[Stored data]
--*--

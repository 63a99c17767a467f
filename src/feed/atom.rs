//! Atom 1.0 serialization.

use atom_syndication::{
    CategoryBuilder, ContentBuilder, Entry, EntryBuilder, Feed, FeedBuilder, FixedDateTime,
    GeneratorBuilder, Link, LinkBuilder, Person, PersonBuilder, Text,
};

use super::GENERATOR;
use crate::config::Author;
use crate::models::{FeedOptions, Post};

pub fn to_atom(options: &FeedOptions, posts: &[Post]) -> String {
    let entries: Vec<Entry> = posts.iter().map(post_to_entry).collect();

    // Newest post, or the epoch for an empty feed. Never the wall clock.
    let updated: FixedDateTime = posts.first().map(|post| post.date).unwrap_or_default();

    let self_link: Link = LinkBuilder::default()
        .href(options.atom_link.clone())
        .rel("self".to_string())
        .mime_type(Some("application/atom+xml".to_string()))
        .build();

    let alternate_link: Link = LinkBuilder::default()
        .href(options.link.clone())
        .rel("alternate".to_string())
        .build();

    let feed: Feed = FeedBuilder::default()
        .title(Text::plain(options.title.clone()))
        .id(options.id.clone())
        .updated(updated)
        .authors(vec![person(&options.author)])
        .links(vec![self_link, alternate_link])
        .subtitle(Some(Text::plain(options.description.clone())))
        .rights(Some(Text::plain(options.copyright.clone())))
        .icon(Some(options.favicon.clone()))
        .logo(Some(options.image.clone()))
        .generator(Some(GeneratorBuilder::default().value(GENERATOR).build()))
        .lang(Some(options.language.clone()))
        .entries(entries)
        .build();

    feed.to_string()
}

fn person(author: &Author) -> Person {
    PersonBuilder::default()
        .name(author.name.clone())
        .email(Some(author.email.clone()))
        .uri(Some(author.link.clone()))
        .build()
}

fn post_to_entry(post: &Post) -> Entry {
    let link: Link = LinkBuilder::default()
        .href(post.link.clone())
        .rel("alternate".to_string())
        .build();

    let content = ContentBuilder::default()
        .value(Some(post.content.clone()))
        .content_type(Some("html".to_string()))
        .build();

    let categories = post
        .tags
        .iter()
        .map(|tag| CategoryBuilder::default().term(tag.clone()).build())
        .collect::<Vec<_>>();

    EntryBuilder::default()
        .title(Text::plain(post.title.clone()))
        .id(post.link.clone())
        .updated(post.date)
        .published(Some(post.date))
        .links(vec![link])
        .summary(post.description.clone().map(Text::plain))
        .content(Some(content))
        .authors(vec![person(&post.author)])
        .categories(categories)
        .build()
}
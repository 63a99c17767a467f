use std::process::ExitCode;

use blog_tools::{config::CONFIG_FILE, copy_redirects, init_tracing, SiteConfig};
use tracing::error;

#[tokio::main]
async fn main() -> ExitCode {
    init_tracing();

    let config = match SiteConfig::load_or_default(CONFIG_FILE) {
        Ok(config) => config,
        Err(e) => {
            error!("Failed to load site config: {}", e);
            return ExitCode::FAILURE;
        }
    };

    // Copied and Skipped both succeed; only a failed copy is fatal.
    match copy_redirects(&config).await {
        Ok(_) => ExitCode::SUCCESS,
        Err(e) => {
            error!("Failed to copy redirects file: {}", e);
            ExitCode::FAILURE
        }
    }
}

--*--

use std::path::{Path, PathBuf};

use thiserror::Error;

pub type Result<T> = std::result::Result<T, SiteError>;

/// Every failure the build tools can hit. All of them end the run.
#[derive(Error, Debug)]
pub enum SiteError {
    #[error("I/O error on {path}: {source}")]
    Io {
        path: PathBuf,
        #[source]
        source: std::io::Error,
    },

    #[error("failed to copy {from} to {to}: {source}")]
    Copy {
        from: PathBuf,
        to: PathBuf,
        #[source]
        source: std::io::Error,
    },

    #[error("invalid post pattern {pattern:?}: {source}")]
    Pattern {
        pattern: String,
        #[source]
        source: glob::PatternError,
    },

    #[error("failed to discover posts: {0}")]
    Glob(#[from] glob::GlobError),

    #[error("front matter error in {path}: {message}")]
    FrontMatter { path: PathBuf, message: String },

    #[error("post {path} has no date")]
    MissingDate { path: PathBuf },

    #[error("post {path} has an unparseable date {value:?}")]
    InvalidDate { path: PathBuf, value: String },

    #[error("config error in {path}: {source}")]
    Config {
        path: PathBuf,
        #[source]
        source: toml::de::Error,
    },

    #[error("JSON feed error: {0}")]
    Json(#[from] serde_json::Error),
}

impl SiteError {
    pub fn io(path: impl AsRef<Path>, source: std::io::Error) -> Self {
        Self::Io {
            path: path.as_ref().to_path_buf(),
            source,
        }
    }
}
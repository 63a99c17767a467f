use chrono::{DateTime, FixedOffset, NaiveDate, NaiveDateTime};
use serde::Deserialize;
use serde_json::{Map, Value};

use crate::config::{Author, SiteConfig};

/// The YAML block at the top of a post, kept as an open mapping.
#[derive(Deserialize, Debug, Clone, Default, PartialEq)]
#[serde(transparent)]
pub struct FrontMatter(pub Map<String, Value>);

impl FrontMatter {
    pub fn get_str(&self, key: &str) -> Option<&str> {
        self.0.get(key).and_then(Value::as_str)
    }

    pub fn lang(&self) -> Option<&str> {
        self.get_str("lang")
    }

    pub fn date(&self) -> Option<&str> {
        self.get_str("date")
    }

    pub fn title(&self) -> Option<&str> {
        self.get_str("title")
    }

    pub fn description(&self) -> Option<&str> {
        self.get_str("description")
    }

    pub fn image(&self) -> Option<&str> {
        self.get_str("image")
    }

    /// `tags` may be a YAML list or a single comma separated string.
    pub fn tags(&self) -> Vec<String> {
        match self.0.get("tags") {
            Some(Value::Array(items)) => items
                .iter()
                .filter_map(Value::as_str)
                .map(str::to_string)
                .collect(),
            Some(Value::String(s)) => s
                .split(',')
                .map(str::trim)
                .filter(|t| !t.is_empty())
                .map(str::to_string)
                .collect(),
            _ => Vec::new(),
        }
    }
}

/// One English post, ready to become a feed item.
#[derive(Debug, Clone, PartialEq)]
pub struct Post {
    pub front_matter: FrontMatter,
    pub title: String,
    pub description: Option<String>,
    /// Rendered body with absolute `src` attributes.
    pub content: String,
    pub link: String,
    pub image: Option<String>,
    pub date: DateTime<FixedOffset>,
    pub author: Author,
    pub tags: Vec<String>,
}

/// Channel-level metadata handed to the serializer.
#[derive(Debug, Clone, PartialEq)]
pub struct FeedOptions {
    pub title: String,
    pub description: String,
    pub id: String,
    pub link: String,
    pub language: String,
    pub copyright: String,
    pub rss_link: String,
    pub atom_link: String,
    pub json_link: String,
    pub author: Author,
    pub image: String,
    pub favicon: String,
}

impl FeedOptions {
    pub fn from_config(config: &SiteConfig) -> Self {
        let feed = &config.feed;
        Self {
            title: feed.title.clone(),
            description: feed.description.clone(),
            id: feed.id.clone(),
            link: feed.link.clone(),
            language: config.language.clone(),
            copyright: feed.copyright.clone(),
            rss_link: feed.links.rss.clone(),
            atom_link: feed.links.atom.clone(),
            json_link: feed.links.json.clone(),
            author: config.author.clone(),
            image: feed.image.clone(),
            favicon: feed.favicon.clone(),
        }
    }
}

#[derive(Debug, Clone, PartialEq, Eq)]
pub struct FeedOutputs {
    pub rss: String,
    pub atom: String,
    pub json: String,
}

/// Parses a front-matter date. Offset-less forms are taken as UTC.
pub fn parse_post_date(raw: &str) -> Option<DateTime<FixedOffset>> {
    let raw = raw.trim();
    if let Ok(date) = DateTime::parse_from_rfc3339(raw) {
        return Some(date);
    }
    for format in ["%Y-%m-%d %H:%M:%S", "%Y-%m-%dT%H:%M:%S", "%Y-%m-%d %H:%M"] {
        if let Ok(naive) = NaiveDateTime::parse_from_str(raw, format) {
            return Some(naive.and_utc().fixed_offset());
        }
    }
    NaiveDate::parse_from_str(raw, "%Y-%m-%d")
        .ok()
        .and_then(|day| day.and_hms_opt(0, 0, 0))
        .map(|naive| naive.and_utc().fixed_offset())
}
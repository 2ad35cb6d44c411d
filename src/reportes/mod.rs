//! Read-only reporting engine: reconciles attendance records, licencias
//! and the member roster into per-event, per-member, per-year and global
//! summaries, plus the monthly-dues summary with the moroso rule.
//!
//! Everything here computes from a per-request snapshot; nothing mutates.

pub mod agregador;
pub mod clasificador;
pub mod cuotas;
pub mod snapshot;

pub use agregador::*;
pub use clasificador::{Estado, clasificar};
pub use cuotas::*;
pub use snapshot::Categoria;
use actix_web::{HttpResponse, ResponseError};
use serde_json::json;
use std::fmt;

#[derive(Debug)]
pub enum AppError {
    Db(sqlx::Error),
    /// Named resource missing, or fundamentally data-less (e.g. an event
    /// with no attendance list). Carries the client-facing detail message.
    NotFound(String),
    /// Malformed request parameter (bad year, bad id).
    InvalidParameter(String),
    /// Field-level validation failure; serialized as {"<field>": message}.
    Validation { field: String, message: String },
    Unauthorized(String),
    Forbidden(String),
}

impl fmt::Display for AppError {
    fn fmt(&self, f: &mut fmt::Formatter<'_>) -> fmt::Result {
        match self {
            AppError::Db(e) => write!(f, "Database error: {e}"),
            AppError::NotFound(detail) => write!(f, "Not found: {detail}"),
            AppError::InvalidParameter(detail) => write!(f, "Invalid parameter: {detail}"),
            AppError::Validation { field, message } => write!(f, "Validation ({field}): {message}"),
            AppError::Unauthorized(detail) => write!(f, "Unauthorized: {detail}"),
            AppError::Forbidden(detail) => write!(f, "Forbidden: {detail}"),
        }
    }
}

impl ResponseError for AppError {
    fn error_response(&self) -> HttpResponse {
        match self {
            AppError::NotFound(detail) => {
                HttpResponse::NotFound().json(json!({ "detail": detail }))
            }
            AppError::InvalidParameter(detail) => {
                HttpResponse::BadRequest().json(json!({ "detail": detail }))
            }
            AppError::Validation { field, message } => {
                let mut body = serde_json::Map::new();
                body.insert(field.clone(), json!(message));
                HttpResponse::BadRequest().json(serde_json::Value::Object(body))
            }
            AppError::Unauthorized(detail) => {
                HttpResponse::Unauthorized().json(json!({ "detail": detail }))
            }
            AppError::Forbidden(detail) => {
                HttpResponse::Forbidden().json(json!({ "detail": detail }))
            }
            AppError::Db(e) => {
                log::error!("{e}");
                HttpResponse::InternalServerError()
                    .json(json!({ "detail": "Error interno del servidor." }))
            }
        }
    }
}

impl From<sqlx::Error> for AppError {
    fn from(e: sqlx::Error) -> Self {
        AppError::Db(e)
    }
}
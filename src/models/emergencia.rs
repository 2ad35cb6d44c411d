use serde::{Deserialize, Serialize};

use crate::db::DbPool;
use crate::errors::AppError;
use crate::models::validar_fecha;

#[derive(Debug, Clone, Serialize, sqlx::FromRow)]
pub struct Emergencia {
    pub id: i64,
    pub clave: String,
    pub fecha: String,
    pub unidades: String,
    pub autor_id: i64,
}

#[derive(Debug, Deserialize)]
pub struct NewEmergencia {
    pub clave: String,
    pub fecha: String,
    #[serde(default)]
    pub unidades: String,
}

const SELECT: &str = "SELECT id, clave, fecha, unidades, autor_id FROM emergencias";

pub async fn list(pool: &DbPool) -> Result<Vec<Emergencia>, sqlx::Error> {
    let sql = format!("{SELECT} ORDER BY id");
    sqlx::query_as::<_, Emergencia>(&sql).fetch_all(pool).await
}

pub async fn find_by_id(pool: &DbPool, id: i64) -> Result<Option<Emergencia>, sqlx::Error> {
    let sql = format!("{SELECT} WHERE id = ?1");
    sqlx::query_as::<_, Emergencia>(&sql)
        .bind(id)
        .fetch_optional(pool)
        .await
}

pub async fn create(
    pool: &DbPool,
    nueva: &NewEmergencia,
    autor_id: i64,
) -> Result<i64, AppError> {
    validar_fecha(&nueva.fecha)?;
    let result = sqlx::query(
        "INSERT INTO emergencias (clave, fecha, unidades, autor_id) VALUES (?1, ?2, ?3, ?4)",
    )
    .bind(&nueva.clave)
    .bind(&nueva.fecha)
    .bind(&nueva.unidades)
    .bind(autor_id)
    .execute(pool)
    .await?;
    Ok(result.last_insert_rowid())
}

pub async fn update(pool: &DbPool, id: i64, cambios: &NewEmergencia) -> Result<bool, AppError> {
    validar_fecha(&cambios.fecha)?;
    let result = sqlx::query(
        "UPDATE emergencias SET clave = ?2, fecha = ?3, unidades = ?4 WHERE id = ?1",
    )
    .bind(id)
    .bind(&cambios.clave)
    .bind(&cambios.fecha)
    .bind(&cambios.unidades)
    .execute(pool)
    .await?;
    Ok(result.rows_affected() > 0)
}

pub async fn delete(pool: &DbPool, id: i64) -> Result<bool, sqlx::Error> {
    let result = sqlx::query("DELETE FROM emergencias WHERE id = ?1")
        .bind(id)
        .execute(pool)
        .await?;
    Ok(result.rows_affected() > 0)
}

--*--

Every line above that holds the string "async" should be copied into the answer.

SOLUTION BELOW =>
async fn main() -> ExitCode {
pub async fn list(pool: &DbPool) -> Result<Vec<Emergencia>, sqlx::Error> {
pub async fn find_by_id(pool: &DbPool, id: i64) -> Result<Option<Emergencia>, sqlx::Error> {
pub async fn create(
pub async fn update(pool: &DbPool, id: i64, cambios: &NewEmergencia) -> Result<bool, AppError> {
pub async fn delete(pool: &DbPool, id: i64) -> Result<bool, sqlx::Error> {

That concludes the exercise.